Er wurde wärmer.

"Deine verstorbene Mutter ist sehr gut gegen mich gewesen. Sie hat mir, dem Verwaisten, ein Dach und einen Tisch geboten viele Jahre lang. Und dann haben wir beide unsere Jugend nebeneinander verlebt, wenn auch nicht miteinander. Das vergißt sich nicht so leicht. Darum bin ich gekommen, nur darum."

Er hatte eine Rose vom Strauch gerissen und zerstreute während des
Sprechens ihre Blätter achtlos umher.

"Wie er die Blume behandelt!"—dachte sie. Sie hatte nur noch einen Wunsch: diese erbarmungslos klare und schneidende Stimme nicht mehr zu hören. Aber diese Stimme klang weiter.

"Ich komme hierher in dem festen Glauben, dich bereit zu finden, den entscheidenden Schritt zu tun. Ich finde dich völlig schwankend, ohne jeden Entschluß—sage mir doch, weshalb du mich eigentlich gerufen hast?"—

Sie sah sich bis auf den letzten Punkt gedrängt und verließ ihn, um sich zu retten, indem sie zum Angriff überging.

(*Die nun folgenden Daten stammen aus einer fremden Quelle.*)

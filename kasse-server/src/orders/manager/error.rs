use crate::db::StorageError;
use crate::pricing::{CheckoutBlocked, TenderError};
use shared::error::{AppError, ErrorCode};
use thiserror::Error;

use super::super::payment::TenderFailure;

/// Manager errors
#[derive(Debug, Error)]
pub enum ManagerError {
    #[error("Storage error: {0}")]
    Storage(#[from] StorageError),

    #[error(transparent)]
    Blocked(#[from] CheckoutBlocked),

    #[error(transparent)]
    Tender(#[from] TenderError),

    #[error("Card payment was not confirmed")]
    CardNotConfirmed,

    #[error("Only service orders with a table can be put on a tab")]
    DeferNotAllowed,

    #[error("Invalid quantity {quantity} for product {product_id}")]
    InvalidQuantity { product_id: String, quantity: u32 },

    #[error("Invalid price for product {0}")]
    InvalidPrice(String),

    #[error("Table not found or inactive: {0}")]
    TableNotFound(String),

    #[error("No open tab for table {0}")]
    TabNotFound(String),

    #[error("Order not found: {0}")]
    OrderNotFound(String),
}

impl From<TenderFailure> for ManagerError {
    fn from(failure: TenderFailure) -> Self {
        match failure {
            TenderFailure::Cash(e) => ManagerError::Tender(e),
            TenderFailure::CardNotConfirmed => ManagerError::CardNotConfirmed,
        }
    }
}

impl From<ManagerError> for AppError {
    fn from(err: ManagerError) -> Self {
        let message = err.to_string();
        match err {
            ManagerError::Storage(e) => {
                tracing::error!(error = %e, "Order storage failure");
                AppError::database(message)
            }
            ManagerError::Blocked(e) => e.into(),
            ManagerError::Tender(e) => e.into(),
            ManagerError::CardNotConfirmed => AppError::new(ErrorCode::CardNotConfirmed),
            ManagerError::DeferNotAllowed => {
                AppError::with_message(ErrorCode::DeferNotAllowed, message)
            }
            ManagerError::InvalidQuantity { product_id, .. } => {
                AppError::with_message(ErrorCode::InvalidQuantity, message)
                    .with_detail("product_id", product_id)
            }
            ManagerError::InvalidPrice(_) => AppError::with_message(ErrorCode::InvalidAmount, message),
            ManagerError::TableNotFound(id) => {
                AppError::with_message(ErrorCode::TableNotFound, message).with_detail("table_id", id)
            }
            ManagerError::TabNotFound(id) => {
                AppError::with_message(ErrorCode::TabNotFound, message).with_detail("table_id", id)
            }
            ManagerError::OrderNotFound(id) => {
                AppError::with_message(ErrorCode::OrderNotFound, message).with_detail("order_id", id)
            }
        }
    }
}

pub type ManagerResult<T> = Result<T, ManagerError>;
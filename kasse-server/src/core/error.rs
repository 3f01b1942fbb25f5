use thiserror::Error;

/// Errors that stop the server process
#[derive(Error, Debug)]
pub enum ServerError {
    #[error("Failed to bind {addr}: {source}")]
    Bind {
        addr: std::net::SocketAddr,
        #[source]
        source: std::io::Error,
    },

    #[error("HTTP server failed: {0}")]
    Serve(#[from] std::io::Error),

    #[error("Startup failed: {0}")]
    Startup(#[from] anyhow::Error),
}

pub type Result<T> = std::result::Result<T, ServerError>;
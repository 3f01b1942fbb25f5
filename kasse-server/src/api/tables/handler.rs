//! Dining Table API Handlers

use axum::{
    Json,
    extract::{Path, State},
};
use shared::models::{DiningTable, DiningTableCreate, DiningTableUpdate};

use crate::api::{ApiResult, ok};
use crate::core::ServerState;

/// GET /api/tables
pub async fn list(State(state): State<ServerState>) -> ApiResult<Vec<DiningTable>> {
    ok(state.catalog.list_tables()?)
}

/// GET /api/tables/{id}
pub async fn get_by_id(
    State(state): State<ServerState>,
    Path(id): Path<String>,
) -> ApiResult<DiningTable> {
    ok(state.catalog.get_table(&id)?)
}

/// POST /api/tables
pub async fn create(
    State(state): State<ServerState>,
    Json(payload): Json<DiningTableCreate>,
) -> ApiResult<DiningTable> {
    ok(state.catalog.create_table(payload)?)
}

/// PUT /api/tables/{id}
pub async fn update(
    State(state): State<ServerState>,
    Path(id): Path<String>,
    Json(payload): Json<DiningTableUpdate>,
) -> ApiResult<DiningTable> {
    ok(state.catalog.update_table(&id, payload)?)
}

/// DELETE /api/tables/{id} - rejected while the table has an open tab
pub async fn delete(
    State(state): State<ServerState>,
    Path(id): Path<String>,
) -> ApiResult<bool> {
    state.catalog.delete_table(&id)?;
    ok(true)
}
//! Logging setup
//!
//! Console output always; a daily rolling file in addition when `log_dir`
//! exists. `RUST_LOG` overrides the configured level.

use std::path::Path;
use std::time::{Duration, SystemTime};

use tracing_subscriber::EnvFilter;

const LOG_FILE_PREFIX: &str = "kasse-server";

/// Initialize the logger at info level, console only
pub fn init_logger() {
    init_logger_with_file(None, None);
}

/// Initialize the logger with optional file output
pub fn init_logger_with_file(log_level: Option<&str>, log_dir: Option<&str>) {
    let level = log_level.unwrap_or("info");
    let filter = EnvFilter::try_from_default_env().unwrap_or_else(|_| EnvFilter::new(level));

    let subscriber = tracing_subscriber::fmt()
        .with_env_filter(filter)
        .with_file(false)
        .with_line_number(false)
        .with_thread_ids(false)
        .with_target(false);

    if let Some(dir) = log_dir {
        let log_path = Path::new(dir);
        if log_path.is_dir() {
            let file_appender = tracing_appender::rolling::daily(log_path, LOG_FILE_PREFIX);
            subscriber.with_ansi(false).with_writer(file_appender).init();
            return;
        }
    }

    subscriber.init();
}

/// Delete rolled log files older than `days`; returns how many were removed
pub fn cleanup_old_logs(log_dir: &str, days: u64) -> std::io::Result<usize> {
    let max_age = Duration::from_secs(days * 24 * 60 * 60);
    let now = SystemTime::now();
    let mut removed = 0;

    for entry in std::fs::read_dir(log_dir)? {
        let entry = entry?;
        let name = entry.file_name();
        if !name.to_string_lossy().starts_with(LOG_FILE_PREFIX) {
            continue;
        }
        let modified = entry.metadata()?.modified()?;
        if now.duration_since(modified).unwrap_or_default() > max_age {
            std::fs::remove_file(entry.path())?;
            removed += 1;
        }
    }
    Ok(removed)
}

"Du sprichst so viel", klagte sie, "von den Mißständen in der Ehe.
Willst du mir nicht sagen, wie du dir denn die Ehe denkst?—Wenn du
etwas beseitigen willst, so mußt du doch etwas anderes an dessen
Stelle setzen können."

Diesen letzten Satz hatte sie einmal irgendwo gehört, und er däuchte ihr gut und passend, um ihn jetzt anzuwenden. Kein Weib ist ganz ohne Schlauheit. Auch sie war es nicht.

Grach antwortete sofort.

"Ich kenne nur ein Verhältnis wie zwischen Mensch und Mensch, so zwischen Mann und Weib, das ich würdig nenne: das auf gegenseitiger Unabhängigkeit beruhende; denn es ist zugleich das einzige, das die gegenseitige Achtung ermöglicht. Der Herr verachtet den Knecht, und der Knecht haßt den Herrn."